- [Exercise instructions]: Working from the records below, repeat exactly the lines starting at the line that contains "PTY I/O thread." and ending at the line that contains "spawned process handle.", inclusive.

------ Data to examine

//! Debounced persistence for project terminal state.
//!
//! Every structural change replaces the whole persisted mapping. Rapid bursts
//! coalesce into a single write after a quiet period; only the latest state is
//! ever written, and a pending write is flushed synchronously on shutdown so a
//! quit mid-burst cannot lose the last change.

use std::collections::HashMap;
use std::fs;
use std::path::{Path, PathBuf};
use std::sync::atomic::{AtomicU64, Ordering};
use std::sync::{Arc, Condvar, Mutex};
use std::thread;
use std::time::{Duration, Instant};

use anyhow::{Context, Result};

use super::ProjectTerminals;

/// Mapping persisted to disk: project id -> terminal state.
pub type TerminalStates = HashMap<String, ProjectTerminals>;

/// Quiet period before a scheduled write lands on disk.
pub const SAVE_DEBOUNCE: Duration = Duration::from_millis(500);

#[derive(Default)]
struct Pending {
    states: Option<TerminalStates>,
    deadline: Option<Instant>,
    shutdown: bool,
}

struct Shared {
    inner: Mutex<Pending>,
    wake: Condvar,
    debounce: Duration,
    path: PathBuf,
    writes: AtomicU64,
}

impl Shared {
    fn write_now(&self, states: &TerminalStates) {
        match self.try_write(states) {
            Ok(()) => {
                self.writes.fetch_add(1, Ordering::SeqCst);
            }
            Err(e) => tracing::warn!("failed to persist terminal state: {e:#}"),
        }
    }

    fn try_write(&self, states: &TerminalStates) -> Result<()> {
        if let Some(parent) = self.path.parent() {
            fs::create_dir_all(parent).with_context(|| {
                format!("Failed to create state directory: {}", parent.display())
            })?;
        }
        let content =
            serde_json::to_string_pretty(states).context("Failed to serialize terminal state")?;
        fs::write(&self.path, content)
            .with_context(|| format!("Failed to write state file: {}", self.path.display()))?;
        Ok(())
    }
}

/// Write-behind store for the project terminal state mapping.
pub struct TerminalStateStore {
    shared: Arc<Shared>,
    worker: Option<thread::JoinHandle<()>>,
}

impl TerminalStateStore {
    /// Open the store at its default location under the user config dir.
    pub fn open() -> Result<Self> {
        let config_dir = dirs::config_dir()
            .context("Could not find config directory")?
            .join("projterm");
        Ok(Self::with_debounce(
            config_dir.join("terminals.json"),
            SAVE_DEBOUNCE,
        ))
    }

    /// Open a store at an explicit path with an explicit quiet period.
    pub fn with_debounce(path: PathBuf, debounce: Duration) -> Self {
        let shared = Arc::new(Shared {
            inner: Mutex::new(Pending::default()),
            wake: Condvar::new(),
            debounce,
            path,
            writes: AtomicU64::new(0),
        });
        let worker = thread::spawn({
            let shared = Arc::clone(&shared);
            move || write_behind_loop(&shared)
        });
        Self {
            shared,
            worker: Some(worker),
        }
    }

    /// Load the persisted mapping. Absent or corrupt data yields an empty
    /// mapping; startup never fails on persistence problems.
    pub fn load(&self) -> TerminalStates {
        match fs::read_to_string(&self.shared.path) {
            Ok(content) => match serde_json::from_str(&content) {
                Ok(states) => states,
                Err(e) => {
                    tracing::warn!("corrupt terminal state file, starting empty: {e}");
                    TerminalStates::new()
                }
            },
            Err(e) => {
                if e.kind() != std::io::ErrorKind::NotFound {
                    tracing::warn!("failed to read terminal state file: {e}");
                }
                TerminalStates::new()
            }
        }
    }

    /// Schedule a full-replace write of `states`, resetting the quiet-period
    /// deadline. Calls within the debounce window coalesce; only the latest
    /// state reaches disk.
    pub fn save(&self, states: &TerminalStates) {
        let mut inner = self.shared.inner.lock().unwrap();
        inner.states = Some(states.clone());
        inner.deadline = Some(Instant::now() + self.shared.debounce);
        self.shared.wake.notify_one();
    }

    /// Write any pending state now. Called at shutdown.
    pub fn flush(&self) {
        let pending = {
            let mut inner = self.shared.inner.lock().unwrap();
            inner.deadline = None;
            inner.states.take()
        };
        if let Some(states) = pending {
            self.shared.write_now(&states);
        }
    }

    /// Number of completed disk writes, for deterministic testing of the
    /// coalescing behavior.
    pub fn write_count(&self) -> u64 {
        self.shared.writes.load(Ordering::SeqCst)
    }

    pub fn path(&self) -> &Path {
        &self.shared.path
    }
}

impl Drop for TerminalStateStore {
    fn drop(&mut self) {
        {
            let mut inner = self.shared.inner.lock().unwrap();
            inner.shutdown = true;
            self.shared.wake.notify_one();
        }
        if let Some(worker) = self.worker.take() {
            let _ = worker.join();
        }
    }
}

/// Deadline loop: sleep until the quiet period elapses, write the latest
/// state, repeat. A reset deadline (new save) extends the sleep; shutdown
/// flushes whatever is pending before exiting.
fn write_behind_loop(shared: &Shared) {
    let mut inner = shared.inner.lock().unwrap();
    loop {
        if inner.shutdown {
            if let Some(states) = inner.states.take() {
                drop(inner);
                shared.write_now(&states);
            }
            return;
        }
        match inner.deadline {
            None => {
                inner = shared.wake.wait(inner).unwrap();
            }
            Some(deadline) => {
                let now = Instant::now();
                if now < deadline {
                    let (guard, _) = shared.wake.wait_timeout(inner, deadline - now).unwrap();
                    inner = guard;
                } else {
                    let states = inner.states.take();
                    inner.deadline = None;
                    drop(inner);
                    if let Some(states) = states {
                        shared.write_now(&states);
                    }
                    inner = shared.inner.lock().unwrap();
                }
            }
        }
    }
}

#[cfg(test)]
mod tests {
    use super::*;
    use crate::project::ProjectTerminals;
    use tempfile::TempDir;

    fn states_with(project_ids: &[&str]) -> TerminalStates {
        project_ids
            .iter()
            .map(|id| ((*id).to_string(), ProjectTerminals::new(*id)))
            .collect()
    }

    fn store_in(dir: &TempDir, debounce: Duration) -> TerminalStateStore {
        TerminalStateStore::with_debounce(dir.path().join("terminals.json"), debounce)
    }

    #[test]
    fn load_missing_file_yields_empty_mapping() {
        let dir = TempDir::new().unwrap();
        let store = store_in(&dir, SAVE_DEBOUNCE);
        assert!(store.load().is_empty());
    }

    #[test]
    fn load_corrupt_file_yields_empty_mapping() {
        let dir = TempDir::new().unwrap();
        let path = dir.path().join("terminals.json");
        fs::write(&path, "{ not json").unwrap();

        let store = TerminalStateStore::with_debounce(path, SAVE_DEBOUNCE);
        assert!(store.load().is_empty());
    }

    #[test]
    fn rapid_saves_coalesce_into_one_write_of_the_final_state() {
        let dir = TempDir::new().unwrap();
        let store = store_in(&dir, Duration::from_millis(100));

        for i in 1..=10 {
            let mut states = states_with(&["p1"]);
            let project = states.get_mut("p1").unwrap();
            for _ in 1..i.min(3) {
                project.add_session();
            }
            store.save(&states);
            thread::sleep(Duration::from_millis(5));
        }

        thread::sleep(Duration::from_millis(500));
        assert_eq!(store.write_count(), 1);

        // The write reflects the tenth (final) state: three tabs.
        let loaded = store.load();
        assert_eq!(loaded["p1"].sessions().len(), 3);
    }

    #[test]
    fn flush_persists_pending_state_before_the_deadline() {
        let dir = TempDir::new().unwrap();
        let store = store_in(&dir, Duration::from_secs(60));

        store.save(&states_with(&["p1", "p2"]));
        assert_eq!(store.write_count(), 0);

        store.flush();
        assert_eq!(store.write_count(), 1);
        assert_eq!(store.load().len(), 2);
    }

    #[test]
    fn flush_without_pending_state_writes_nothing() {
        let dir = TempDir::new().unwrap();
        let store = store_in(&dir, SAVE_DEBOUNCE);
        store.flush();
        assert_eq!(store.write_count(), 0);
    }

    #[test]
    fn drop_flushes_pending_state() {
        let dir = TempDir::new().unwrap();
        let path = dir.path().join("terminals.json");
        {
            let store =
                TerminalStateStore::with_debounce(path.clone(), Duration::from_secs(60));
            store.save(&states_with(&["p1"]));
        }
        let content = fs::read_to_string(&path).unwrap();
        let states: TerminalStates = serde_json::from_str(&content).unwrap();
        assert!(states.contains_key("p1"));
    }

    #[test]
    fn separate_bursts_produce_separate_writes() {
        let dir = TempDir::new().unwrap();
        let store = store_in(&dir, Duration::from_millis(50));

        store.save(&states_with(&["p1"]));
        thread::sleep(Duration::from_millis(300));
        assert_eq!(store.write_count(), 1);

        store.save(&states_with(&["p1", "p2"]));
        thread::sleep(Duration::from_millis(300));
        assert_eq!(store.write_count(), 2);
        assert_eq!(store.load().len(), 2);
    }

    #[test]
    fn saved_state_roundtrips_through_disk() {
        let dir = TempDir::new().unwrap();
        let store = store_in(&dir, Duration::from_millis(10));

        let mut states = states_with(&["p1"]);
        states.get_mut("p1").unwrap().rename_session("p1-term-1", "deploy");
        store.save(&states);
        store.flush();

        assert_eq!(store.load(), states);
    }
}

------------
------ Data to examine

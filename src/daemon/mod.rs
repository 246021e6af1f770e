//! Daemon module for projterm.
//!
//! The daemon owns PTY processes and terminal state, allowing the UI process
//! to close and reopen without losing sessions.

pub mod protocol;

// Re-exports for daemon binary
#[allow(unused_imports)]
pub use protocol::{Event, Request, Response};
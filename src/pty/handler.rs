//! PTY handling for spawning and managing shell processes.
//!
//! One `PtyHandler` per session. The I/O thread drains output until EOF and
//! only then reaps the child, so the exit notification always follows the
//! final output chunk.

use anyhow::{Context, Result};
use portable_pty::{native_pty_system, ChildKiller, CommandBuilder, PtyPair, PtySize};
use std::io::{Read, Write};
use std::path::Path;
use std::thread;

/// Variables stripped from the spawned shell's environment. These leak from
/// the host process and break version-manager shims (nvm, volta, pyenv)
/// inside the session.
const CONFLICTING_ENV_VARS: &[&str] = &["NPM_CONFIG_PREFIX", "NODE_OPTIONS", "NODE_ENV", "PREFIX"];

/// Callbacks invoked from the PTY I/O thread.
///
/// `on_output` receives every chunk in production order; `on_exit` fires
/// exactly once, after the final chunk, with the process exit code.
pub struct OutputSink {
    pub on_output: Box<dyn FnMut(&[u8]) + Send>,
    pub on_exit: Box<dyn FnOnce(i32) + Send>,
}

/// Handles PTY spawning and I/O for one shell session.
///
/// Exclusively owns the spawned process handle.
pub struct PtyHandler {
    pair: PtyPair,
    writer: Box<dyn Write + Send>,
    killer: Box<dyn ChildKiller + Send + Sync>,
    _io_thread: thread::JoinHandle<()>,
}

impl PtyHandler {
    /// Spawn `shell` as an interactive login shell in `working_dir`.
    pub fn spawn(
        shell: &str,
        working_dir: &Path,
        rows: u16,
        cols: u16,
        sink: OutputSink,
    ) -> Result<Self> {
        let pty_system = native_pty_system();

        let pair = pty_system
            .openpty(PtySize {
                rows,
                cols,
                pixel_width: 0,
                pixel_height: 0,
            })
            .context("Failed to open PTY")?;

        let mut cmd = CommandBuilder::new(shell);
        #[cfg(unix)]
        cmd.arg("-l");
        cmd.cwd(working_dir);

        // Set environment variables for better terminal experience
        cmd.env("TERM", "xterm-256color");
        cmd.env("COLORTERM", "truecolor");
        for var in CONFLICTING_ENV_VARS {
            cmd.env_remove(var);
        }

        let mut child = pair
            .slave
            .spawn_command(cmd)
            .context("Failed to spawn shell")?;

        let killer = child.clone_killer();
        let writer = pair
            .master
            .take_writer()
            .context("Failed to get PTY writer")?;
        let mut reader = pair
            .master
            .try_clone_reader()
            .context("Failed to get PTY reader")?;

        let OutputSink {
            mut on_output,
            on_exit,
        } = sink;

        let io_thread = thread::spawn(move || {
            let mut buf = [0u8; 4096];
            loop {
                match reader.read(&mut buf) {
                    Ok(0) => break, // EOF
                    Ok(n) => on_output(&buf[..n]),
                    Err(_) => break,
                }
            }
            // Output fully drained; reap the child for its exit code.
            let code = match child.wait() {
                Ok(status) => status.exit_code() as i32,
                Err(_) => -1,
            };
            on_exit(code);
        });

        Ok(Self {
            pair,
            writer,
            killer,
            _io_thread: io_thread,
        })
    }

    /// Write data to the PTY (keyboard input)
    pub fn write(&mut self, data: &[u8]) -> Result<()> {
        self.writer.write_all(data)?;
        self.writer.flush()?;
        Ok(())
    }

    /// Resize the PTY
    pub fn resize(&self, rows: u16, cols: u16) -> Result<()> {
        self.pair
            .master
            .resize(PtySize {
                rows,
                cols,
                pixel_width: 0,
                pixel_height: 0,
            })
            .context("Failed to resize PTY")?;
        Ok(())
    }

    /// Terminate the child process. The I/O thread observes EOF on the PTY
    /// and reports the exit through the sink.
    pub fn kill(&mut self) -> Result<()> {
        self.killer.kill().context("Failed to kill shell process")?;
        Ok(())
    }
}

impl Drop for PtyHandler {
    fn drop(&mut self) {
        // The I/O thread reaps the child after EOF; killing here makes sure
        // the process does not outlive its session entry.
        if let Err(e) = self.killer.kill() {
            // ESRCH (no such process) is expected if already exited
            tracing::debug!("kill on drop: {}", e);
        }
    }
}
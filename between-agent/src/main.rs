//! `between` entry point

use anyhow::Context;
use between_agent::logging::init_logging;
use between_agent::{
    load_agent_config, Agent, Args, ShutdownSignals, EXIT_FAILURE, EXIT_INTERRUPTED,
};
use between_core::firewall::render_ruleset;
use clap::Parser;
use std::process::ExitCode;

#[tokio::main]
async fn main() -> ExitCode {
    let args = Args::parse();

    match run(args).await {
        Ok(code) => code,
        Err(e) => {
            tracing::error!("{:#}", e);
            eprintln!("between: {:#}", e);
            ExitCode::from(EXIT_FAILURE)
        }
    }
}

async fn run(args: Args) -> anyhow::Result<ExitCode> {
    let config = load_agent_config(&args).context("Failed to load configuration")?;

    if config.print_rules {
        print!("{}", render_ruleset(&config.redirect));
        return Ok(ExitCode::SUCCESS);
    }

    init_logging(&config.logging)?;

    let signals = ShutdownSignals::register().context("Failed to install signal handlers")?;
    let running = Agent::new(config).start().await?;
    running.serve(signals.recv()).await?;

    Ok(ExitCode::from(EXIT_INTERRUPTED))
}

------------

- [Answer to this problem]:
/// Callbacks invoked from the PTY I/O thread.
///
/// `on_output` receives every chunk in production order; `on_exit` fires
/// exactly once, after the final chunk, with the process exit code.
pub struct OutputSink {
    pub on_output: Box<dyn FnMut(&[u8]) + Send>,
    pub on_exit: Box<dyn FnOnce(i32) + Send>,
}

/// Handles PTY spawning and I/O for one shell session.
///
/// Exclusively owns the spawned process handle.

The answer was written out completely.